→ What is needed:
Gather each line of the entries below that includes "EmptyResults".

Data records:
┄┄┄┄┄┄┄┄┄┄┄┄┄┄┄┄┄┄┄┄
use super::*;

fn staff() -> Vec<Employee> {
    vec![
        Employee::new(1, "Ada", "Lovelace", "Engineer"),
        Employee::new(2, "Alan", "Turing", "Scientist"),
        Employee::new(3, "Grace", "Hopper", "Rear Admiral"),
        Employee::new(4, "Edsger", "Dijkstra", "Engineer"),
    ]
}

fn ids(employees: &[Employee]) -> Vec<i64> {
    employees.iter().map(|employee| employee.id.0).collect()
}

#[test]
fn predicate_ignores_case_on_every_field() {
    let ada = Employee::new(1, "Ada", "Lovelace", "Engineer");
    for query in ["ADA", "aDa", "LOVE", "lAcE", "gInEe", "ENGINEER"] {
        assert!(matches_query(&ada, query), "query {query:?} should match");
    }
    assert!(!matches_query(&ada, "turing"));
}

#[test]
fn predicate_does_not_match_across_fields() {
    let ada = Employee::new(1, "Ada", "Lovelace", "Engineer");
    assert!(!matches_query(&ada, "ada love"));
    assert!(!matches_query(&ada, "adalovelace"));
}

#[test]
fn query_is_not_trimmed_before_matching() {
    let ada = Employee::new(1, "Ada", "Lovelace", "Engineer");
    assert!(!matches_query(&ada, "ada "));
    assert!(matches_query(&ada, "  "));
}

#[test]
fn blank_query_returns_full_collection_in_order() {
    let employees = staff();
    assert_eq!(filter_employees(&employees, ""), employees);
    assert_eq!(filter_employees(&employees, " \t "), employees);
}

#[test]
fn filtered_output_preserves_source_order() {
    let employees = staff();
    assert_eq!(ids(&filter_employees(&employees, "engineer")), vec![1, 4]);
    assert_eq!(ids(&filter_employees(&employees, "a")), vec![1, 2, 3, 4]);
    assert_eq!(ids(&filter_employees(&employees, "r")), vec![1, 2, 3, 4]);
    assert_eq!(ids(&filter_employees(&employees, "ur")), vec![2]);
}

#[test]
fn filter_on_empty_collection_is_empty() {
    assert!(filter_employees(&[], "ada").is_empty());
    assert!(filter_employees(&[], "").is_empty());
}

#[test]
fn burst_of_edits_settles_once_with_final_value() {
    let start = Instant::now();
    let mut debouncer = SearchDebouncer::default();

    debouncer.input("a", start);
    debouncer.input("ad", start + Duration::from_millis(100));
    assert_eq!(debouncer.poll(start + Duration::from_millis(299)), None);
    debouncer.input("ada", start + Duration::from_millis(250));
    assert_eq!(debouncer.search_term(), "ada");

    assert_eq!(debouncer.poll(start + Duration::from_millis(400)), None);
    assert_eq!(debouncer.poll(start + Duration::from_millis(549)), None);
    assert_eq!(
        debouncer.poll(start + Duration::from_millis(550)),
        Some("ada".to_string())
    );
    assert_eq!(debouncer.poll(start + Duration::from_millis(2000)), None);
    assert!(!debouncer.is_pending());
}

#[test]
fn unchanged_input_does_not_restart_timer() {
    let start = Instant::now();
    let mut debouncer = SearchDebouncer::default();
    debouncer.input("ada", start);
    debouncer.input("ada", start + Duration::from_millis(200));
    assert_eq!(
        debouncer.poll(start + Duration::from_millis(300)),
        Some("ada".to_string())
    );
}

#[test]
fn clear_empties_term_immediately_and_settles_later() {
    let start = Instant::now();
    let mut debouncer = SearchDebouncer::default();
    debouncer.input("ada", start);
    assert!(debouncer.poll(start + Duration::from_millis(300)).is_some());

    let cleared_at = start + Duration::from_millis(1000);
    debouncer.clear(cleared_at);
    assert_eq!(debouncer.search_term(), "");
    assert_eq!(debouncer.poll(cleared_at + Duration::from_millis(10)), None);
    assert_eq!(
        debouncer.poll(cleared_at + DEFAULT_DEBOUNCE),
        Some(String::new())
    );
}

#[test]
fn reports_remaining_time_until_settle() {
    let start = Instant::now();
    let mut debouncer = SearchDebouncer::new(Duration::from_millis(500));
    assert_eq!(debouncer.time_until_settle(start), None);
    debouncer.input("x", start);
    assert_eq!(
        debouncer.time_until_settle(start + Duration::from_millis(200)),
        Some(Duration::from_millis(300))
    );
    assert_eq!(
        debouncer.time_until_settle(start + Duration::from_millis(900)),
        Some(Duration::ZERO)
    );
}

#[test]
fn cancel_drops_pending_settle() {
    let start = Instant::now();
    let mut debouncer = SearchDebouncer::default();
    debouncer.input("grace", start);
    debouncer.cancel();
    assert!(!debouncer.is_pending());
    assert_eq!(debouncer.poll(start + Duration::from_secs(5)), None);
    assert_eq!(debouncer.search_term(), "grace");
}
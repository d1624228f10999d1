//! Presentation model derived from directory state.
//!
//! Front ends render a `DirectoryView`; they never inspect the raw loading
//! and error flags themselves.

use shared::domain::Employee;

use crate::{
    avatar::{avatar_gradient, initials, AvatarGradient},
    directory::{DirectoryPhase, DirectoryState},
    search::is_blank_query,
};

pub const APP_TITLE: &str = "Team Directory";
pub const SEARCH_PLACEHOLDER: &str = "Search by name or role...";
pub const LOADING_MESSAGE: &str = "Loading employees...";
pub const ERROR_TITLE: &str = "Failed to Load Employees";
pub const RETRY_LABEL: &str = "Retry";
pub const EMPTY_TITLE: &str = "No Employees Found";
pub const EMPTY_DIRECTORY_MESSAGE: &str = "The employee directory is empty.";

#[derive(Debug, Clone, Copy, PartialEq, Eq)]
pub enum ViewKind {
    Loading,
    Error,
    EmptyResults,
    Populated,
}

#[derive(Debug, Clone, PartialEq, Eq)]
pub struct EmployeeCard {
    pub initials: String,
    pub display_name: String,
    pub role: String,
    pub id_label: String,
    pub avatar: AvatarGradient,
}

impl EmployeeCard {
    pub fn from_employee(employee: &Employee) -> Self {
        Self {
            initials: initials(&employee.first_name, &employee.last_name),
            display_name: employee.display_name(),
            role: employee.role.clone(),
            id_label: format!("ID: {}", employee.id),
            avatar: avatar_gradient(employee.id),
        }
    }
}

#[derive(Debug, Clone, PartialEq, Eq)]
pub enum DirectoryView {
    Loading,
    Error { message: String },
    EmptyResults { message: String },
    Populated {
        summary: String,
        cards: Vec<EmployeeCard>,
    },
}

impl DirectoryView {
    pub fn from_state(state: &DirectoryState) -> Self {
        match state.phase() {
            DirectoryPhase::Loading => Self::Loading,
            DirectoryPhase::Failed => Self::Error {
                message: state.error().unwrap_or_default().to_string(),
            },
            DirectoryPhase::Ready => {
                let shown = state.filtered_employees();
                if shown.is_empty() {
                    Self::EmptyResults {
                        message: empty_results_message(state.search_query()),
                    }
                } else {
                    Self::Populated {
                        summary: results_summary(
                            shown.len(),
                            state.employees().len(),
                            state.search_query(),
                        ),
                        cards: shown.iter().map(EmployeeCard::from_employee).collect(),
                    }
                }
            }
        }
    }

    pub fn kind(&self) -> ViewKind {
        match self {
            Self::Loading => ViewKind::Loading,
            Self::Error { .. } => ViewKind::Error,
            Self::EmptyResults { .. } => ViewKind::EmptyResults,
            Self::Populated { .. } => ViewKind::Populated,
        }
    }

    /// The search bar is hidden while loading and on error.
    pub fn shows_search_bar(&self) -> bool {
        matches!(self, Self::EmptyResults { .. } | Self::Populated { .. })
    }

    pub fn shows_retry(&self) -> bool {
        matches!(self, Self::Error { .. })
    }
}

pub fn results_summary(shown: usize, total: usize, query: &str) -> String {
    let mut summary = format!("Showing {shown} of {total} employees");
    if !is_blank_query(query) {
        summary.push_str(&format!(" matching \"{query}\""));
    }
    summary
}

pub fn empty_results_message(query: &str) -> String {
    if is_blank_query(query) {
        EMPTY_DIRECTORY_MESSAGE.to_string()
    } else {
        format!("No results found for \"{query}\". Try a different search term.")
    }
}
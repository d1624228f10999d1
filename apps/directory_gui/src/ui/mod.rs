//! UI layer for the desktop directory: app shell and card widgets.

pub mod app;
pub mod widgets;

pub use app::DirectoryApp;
┄┄┄┄┄┄┄┄┄┄┄┄┄┄┄┄┄┄┄┄
→ Written response:
    EmptyResults,
    EmptyResults { message: String },
                    Self::EmptyResults {
            Self::EmptyResults { .. } => ViewKind::EmptyResults,
        matches!(self, Self::EmptyResults { .. } | Self::Populated { .. })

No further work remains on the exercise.